**Goal of the exercise:** Word for word, repeat every entry that appears below.

[Stored data]
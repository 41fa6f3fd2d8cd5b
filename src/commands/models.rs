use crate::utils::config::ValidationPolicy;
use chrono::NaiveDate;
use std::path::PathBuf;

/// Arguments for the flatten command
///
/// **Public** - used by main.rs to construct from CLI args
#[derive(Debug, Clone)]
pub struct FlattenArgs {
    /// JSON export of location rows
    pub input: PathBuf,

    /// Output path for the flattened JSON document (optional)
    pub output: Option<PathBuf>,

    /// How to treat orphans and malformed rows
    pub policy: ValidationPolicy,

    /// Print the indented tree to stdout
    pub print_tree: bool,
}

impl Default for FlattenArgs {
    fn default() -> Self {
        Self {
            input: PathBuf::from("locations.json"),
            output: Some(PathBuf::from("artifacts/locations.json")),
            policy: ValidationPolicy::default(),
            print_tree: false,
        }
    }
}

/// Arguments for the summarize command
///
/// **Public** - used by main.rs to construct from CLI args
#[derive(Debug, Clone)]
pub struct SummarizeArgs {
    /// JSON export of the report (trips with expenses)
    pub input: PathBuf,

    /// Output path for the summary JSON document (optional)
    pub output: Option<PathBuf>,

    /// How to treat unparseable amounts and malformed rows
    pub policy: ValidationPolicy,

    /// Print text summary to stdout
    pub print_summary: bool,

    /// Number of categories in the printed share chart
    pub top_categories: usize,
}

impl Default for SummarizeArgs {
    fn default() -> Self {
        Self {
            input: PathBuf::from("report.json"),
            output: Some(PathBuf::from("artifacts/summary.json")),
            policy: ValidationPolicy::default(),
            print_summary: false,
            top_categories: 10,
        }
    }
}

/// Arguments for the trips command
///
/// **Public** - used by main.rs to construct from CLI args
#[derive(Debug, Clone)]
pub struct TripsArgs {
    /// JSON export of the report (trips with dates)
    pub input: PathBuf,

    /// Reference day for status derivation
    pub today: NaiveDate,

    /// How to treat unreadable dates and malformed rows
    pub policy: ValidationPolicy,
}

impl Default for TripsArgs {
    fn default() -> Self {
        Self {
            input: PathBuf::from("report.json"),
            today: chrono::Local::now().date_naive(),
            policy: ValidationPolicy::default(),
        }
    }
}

**Result for this task:**
repository 41fa6f3fd2d8cd5b
filename src/commands/models.rs
use crate::utils::config::ValidationPolicy;
use chrono::NaiveDate;
use std::path::PathBuf;

/// Arguments for the flatten command
///
/// **Public** - used by main.rs to construct from CLI args
#[derive(Debug, Clone)]
pub struct FlattenArgs {
    /// JSON export of location rows
    pub input: PathBuf,

    /// Output path for the flattened JSON document (optional)
    pub output: Option<PathBuf>,

    /// How to treat orphans and malformed rows
    pub policy: ValidationPolicy,

    /// Print the indented tree to stdout
    pub print_tree: bool,
}

impl Default for FlattenArgs {
    fn default() -> Self {
        Self {
            input: PathBuf::from("locations.json"),
            output: Some(PathBuf::from("artifacts/locations.json")),
            policy: ValidationPolicy::default(),
            print_tree: false,
        }
    }
}

/// Arguments for the summarize command
///
/// **Public** - used by main.rs to construct from CLI args
#[derive(Debug, Clone)]
pub struct SummarizeArgs {
    /// JSON export of the report (trips with expenses)
    pub input: PathBuf,

    /// Output path for the summary JSON document (optional)
    pub output: Option<PathBuf>,

    /// How to treat unparseable amounts and malformed rows
    pub policy: ValidationPolicy,

    /// Print text summary to stdout
    pub print_summary: bool,

    /// Number of categories in the printed share chart
    pub top_categories: usize,
}

impl Default for SummarizeArgs {
    fn default() -> Self {
        Self {
            input: PathBuf::from("report.json"),
            output: Some(PathBuf::from("artifacts/summary.json")),
            policy: ValidationPolicy::default(),
            print_summary: false,
            top_categories: 10,
        }
    }
}

/// Arguments for the trips command
///
/// **Public** - used by main.rs to construct from CLI args
#[derive(Debug, Clone)]
pub struct TripsArgs {
    /// JSON export of the report (trips with dates)
    pub input: PathBuf,

    /// Reference day for status derivation
    pub today: NaiveDate,

    /// How to treat unreadable dates and malformed rows
    pub policy: ValidationPolicy,
}

impl Default for TripsArgs {
    fn default() -> Self {
        Self {
            input: PathBuf::from("report.json"),
            today: chrono::Local::now().date_naive(),
            policy: ValidationPolicy::default(),
        }
    }
}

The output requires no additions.